● YOUR OBJECTIVE: Which lines have the string "next"? Copy all of them from the entries below.

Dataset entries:
Segment Open

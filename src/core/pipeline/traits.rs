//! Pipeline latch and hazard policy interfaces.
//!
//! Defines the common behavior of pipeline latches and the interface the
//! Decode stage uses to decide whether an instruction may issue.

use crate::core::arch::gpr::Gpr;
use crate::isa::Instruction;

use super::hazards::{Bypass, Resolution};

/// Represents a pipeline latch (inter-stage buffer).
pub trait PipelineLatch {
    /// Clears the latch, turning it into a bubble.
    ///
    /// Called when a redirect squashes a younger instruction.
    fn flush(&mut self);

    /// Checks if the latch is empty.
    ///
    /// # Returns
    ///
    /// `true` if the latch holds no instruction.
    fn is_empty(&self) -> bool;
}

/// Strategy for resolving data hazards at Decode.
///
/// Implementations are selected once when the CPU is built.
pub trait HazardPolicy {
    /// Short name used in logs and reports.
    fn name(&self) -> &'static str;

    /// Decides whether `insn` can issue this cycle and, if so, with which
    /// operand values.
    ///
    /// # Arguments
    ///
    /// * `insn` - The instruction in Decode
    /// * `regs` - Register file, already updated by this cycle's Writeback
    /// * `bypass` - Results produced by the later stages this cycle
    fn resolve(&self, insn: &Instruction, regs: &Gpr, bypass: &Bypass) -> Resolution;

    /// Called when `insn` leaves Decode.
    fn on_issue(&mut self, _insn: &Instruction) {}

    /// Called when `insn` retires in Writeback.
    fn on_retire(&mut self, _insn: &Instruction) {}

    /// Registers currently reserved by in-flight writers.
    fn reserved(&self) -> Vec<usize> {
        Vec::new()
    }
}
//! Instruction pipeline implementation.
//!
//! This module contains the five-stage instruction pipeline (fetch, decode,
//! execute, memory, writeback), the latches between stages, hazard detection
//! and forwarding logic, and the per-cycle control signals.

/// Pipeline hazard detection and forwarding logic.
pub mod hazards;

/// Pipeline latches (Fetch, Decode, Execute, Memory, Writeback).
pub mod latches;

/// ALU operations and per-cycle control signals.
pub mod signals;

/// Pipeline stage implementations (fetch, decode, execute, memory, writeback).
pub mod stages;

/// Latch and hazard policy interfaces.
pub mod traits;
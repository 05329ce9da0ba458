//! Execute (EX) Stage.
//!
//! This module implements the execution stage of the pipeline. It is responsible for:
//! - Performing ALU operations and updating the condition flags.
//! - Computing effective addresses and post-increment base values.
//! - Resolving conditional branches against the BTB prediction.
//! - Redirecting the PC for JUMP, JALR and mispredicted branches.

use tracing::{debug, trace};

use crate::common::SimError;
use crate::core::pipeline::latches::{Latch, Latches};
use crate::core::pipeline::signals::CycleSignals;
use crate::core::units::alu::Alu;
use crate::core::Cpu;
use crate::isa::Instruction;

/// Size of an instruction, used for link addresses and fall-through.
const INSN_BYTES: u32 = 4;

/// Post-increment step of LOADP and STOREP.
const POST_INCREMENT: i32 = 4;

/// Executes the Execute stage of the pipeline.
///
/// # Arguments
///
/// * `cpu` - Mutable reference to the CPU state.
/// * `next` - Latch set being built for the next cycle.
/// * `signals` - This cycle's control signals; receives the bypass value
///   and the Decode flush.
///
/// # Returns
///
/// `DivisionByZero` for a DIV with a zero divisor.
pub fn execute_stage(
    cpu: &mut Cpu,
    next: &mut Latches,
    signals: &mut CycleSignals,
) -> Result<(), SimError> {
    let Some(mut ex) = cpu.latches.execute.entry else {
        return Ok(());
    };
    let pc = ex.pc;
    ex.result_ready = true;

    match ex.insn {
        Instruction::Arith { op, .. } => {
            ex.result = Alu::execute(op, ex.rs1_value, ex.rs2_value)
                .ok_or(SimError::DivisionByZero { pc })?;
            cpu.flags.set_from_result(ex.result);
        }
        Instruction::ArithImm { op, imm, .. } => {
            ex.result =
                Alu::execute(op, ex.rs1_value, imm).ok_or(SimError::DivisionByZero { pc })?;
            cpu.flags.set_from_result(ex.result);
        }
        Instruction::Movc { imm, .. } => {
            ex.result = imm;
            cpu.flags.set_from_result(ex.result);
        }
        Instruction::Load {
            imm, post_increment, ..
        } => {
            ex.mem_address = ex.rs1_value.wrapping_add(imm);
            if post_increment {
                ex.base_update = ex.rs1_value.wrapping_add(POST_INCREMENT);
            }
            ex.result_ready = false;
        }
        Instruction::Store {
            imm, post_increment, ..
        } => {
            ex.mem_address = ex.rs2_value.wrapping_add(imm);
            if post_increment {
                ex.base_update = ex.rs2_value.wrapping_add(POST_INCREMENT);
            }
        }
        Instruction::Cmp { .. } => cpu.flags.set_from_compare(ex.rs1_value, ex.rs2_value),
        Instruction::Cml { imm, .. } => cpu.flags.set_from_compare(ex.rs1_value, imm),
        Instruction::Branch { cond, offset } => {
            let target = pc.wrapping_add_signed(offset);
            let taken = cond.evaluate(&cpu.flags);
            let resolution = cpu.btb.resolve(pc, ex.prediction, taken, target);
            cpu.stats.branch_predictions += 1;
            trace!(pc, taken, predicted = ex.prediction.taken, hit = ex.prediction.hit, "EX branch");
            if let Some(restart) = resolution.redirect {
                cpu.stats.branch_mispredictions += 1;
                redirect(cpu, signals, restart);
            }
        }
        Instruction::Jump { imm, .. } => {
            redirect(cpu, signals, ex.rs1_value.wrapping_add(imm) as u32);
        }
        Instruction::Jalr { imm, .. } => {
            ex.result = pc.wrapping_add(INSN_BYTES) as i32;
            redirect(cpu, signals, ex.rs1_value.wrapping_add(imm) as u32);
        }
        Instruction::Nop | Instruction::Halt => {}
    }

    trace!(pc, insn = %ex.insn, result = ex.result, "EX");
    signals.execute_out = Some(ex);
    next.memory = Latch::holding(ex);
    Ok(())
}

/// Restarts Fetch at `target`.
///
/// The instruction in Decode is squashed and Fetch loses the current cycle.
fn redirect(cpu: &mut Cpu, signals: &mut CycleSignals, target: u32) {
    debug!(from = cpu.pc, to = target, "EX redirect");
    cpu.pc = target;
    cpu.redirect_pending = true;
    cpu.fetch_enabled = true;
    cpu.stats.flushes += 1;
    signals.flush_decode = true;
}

Segment Closed

● FINISHED EXERCISE:
/// * `next` - Latch set being built for the next cycle.
    next: &mut Latches,
    next.memory = Latch::holding(ex);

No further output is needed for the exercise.